Every line of the listing that contains the word "Deserialize" is to be copied out.

Exercise inputs —
------------------------------------
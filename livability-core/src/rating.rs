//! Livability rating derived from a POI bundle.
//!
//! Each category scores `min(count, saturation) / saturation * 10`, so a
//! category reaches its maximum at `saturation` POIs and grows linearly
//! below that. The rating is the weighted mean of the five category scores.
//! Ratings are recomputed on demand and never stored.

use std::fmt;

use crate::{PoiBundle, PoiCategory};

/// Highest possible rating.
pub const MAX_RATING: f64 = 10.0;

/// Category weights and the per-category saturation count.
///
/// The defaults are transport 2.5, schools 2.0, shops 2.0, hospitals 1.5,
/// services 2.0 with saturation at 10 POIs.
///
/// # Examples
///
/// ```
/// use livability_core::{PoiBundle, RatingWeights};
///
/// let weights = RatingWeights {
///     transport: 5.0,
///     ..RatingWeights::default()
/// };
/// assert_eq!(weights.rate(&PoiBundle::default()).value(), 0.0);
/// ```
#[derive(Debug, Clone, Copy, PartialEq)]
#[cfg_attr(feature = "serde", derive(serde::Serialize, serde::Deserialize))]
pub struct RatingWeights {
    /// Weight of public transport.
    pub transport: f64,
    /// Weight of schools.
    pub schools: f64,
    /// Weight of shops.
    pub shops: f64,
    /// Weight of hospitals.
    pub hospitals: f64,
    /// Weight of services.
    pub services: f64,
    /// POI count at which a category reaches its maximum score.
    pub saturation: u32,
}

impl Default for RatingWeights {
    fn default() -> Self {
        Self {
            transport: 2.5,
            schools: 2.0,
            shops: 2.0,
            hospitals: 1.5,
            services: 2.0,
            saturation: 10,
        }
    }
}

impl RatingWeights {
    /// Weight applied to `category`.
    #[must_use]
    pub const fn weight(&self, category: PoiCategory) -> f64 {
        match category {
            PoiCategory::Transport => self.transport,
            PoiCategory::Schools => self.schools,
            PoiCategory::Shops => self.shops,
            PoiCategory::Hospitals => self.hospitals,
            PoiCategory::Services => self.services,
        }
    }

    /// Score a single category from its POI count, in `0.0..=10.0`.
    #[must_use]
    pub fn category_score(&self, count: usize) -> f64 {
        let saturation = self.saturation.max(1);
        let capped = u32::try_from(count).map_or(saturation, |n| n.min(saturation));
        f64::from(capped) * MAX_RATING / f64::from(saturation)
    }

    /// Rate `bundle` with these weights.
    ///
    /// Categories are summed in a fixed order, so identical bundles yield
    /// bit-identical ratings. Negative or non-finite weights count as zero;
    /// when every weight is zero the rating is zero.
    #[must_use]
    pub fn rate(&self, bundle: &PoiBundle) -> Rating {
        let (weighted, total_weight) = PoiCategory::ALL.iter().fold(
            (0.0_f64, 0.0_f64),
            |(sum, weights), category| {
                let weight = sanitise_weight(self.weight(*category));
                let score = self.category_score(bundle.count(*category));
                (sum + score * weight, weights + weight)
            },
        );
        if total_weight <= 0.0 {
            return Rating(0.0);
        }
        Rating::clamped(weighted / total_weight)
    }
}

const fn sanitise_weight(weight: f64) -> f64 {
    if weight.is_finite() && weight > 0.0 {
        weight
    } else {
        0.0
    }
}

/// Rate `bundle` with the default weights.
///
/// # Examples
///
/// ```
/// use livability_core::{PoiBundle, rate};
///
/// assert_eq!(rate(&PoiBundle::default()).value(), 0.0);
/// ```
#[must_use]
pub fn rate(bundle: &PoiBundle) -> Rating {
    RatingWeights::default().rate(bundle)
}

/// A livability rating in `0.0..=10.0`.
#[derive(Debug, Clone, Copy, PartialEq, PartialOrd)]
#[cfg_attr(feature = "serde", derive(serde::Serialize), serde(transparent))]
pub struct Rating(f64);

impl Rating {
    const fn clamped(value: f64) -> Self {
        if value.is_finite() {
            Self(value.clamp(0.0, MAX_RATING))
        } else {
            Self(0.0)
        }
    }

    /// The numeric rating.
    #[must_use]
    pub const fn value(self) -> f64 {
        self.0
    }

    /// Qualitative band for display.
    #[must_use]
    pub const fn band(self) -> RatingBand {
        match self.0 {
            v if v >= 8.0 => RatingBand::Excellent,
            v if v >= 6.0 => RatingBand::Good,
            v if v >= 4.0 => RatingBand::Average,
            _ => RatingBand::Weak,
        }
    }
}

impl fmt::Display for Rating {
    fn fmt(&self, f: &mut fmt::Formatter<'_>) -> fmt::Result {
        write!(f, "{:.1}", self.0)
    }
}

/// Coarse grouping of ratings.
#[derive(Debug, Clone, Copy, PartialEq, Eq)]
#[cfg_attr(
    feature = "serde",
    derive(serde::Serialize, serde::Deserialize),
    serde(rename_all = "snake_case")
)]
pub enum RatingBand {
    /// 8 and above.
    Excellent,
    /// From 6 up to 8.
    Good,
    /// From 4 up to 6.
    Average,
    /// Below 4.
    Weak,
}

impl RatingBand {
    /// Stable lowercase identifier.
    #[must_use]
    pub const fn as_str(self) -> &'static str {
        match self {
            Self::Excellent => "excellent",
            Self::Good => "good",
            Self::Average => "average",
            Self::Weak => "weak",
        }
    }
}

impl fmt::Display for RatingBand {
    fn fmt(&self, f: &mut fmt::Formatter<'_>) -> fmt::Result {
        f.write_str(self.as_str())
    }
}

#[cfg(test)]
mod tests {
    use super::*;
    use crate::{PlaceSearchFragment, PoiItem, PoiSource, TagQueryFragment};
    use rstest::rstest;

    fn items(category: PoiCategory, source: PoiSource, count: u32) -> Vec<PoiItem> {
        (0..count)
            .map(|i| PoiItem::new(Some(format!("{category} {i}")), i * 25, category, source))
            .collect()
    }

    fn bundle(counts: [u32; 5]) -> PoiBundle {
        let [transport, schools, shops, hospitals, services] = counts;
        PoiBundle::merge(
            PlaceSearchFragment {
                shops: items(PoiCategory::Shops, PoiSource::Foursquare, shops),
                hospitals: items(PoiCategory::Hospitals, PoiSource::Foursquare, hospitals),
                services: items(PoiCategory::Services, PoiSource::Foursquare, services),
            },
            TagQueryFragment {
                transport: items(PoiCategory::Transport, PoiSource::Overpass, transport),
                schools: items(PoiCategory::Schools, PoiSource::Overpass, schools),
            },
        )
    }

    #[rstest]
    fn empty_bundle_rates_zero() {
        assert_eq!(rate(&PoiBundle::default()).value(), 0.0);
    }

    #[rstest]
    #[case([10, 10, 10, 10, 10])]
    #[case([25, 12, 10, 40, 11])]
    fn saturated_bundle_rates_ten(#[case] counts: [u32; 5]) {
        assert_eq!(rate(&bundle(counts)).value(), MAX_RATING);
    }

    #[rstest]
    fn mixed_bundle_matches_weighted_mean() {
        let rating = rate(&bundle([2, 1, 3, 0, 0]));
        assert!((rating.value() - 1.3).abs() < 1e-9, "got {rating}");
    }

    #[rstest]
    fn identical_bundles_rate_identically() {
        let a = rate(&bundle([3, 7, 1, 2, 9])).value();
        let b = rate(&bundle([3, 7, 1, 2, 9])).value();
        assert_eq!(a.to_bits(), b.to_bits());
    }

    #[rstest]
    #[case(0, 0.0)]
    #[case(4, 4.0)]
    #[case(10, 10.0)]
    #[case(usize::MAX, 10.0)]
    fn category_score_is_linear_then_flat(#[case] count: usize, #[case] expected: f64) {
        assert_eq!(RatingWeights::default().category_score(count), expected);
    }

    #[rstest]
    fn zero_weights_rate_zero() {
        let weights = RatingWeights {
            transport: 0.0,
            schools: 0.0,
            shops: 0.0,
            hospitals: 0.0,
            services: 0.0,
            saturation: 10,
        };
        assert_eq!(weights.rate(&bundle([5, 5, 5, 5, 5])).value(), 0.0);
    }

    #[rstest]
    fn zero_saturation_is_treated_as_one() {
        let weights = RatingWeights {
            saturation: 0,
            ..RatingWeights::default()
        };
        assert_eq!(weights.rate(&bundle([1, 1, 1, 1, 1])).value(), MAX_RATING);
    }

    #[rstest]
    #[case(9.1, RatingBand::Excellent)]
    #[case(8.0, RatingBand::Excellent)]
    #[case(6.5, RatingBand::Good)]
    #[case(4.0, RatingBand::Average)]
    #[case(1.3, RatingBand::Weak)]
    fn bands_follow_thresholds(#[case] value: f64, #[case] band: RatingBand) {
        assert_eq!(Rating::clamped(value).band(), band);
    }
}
------------------------------------
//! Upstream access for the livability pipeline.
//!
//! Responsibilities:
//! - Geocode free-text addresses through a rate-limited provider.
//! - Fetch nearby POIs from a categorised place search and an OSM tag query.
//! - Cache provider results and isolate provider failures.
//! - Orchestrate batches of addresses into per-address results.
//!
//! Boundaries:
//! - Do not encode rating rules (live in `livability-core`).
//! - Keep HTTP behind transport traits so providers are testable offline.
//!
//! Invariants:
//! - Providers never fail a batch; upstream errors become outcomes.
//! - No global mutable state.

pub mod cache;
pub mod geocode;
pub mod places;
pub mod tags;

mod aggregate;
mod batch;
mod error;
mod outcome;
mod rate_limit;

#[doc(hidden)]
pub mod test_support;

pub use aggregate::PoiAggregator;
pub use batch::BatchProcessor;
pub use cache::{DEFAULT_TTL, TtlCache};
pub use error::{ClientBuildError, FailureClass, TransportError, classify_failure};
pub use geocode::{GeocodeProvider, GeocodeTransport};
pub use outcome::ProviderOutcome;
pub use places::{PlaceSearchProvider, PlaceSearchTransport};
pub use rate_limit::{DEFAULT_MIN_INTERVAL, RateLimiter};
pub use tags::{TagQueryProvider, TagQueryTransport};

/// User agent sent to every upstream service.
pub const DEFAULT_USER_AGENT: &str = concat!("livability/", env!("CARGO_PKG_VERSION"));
------------------------------------
Reply —
#[cfg_attr(feature = "serde", derive(serde::Serialize, serde::Deserialize))]
    derive(serde::Serialize, serde::Deserialize),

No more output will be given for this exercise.